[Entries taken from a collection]
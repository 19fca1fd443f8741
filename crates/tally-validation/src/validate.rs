use tally_core::types::{ExpectedRecord, SchedulerReport, ValidatedReport, ValidationResult};

use crate::aggregate::aggregate;
use crate::baseline::expected_total;

#[derive(Debug, thiserror::Error)]
pub enum ValidateError {
    /// No report for the requested name in the fetched batch. Carries what
    /// WAS found so callers can tell "upstream has nothing yet" apart from
    /// "upstream has data under other names".
    #[error("no report found for scheduler {scheduler_name}")]
    NotFound {
        scheduler_name: String,
        /// Total reports in the batch.
        found_reports: usize,
        /// Names present in the batch, deduplicated and sorted.
        found_schedulers: Vec<String>,
        /// True when the batch was empty altogether.
        empty_result: bool,
    },
}

/// Verdict for one scheduler against a fetched batch and the day's
/// expected-value snapshot. Pure; persistence is the caller's concern.
pub fn validate(
    scheduler_name: &str,
    reports: &[SchedulerReport],
    snapshot: &[ExpectedRecord],
) -> Result<ValidatedReport, ValidateError> {
    let Some(report) = select_report(reports, scheduler_name) else {
        let mut found_schedulers: Vec<String> =
            reports.iter().map(|r| r.scheduler_name.clone()).collect();
        found_schedulers.sort_unstable();
        found_schedulers.dedup();

        return Err(ValidateError::NotFound {
            scheduler_name: scheduler_name.to_string(),
            found_reports: reports.len(),
            found_schedulers,
            empty_result: reports.is_empty(),
        });
    };

    let totals = aggregate(report);
    let expected = expected_total(snapshot, scheduler_name);

    let validation = ValidationResult {
        rows_inserted: totals.rows_inserted,
        expected_total: expected,
        matched: totals.rows_inserted == expected,
        pod_count: totals.pod_count,
        execution_success: totals.execution_success,
        difference: totals.rows_inserted - expected,
    };

    Ok(ValidatedReport {
        validation,
        report: report.clone(),
    })
}

/// Pick the report for `name`: maximum `date` wins, and on equal dates the
/// first encountered report is kept.
fn select_report<'a>(reports: &'a [SchedulerReport], name: &str) -> Option<&'a SchedulerReport> {
    let mut best: Option<&SchedulerReport> = None;
    for report in reports.iter().filter(|r| r.scheduler_name == name) {
        match best {
            None => best = Some(report),
            Some(current) if report.date > current.date => best = Some(report),
            Some(_) => {}
        }
    }
    best
}

#[cfg(test)]
mod tests {
    use super::*;
    use std::collections::BTreeMap;
    use tally_core::types::PodResult;

    fn report(name: &str, date: i64, pods: &[(&str, Option<i64>, bool)]) -> SchedulerReport {
        let pod_reports: BTreeMap<String, PodResult> = pods
            .iter()
            .map(|(id, rows, ok)| {
                (
                    id.to_string(),
                    PodResult {
                        rows_inserted: *rows,
                        execution_success: *ok,
                    },
                )
            })
            .collect();
        SchedulerReport {
            scheduler_name: name.to_string(),
            date,
            pod_reports,
        }
    }

    fn expected(name: &str, total: i64) -> ExpectedRecord {
        ExpectedRecord {
            analytic_name: name.to_string(),
            analytic_date: 1_705_251_600_000,
            analytic_total_data: total,
        }
    }

    const DAY: i64 = 1_705_251_600_000;

    #[test]
    fn matching_totals_validate() {
        let reports = vec![report(
            "SALES_FUNNEL_YESTERDAY",
            DAY,
            &[("a", Some(100), true), ("b", Some(50), false)],
        )];
        let snapshot = vec![expected("SALES_FUNNEL_YESTERDAY", 150)];

        let validated = validate("SALES_FUNNEL_YESTERDAY", &reports, &snapshot).unwrap();
        let v = &validated.validation;
        assert_eq!(v.rows_inserted, 150);
        assert_eq!(v.expected_total, 150);
        assert!(v.matched);
        assert_eq!(v.pod_count, 2);
        assert!(v.execution_success);
        assert_eq!(v.difference, 0);
        assert_eq!(validated.report.scheduler_name, "SALES_FUNNEL_YESTERDAY");
    }

    #[test]
    fn mismatch_carries_the_difference() {
        let reports = vec![report(
            "SALES_FUNNEL_YESTERDAY",
            DAY,
            &[("a", Some(100), true), ("b", Some(50), false)],
        )];
        let snapshot = vec![expected("SALES_FUNNEL_YESTERDAY", 140)];

        let validated = validate("SALES_FUNNEL_YESTERDAY", &reports, &snapshot).unwrap();
        assert!(!validated.validation.matched);
        assert_eq!(validated.validation.difference, 10);
    }

    #[test]
    fn empty_batch_is_a_distinct_not_found() {
        let err = validate("SALES_FUNNEL_MTD", &[], &[]).unwrap_err();
        let ValidateError::NotFound {
            found_reports,
            found_schedulers,
            empty_result,
            ..
        } = err;
        assert_eq!(found_reports, 0);
        assert!(found_schedulers.is_empty());
        assert!(empty_result);
    }

    #[test]
    fn wrong_names_list_what_was_found() {
        let reports = vec![
            report("OTHER_JOB_B", DAY, &[("a", Some(1), true)]),
            report("OTHER_JOB_A", DAY, &[("a", Some(1), true)]),
            report("OTHER_JOB_B", DAY, &[("a", Some(2), true)]),
        ];
        let err = validate("SALES_FUNNEL_MTD", &reports, &[]).unwrap_err();
        let ValidateError::NotFound {
            found_reports,
            found_schedulers,
            empty_result,
            ..
        } = err;
        assert_eq!(found_reports, 3);
        assert_eq!(found_schedulers, vec!["OTHER_JOB_A", "OTHER_JOB_B"]);
        assert!(!empty_result);
    }

    #[test]
    fn most_recent_report_wins() {
        let reports = vec![
            report("A", DAY, &[("a", Some(1), true)]),
            report("A", DAY + 86_400_000, &[("a", Some(2), true)]),
            report("A", DAY - 86_400_000, &[("a", Some(3), true)]),
        ];
        let validated = validate("A", &reports, &[expected("A", 2)]).unwrap();
        assert_eq!(validated.validation.rows_inserted, 2);
        assert!(validated.validation.matched);
    }

    #[test]
    fn equal_dates_keep_the_first_encountered() {
        let reports = vec![
            report("A", DAY, &[("a", Some(1), true)]),
            report("A", DAY, &[("a", Some(2), true)]),
        ];
        let validated = validate("A", &reports, &[]).unwrap();
        assert_eq!(validated.validation.rows_inserted, 1);
    }

    #[test]
    fn missing_baseline_record_compares_against_zero() {
        let reports = vec![report("A", DAY, &[("a", Some(5), true)])];
        let validated = validate("A", &reports, &[]).unwrap();
        assert_eq!(validated.validation.expected_total, 0);
        assert!(!validated.validation.matched);
        assert_eq!(validated.validation.difference, 5);
    }
}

*Exercise aim*.
Please give the count of lines above with "ValidationResult", nothing else.

*Answer box*.
2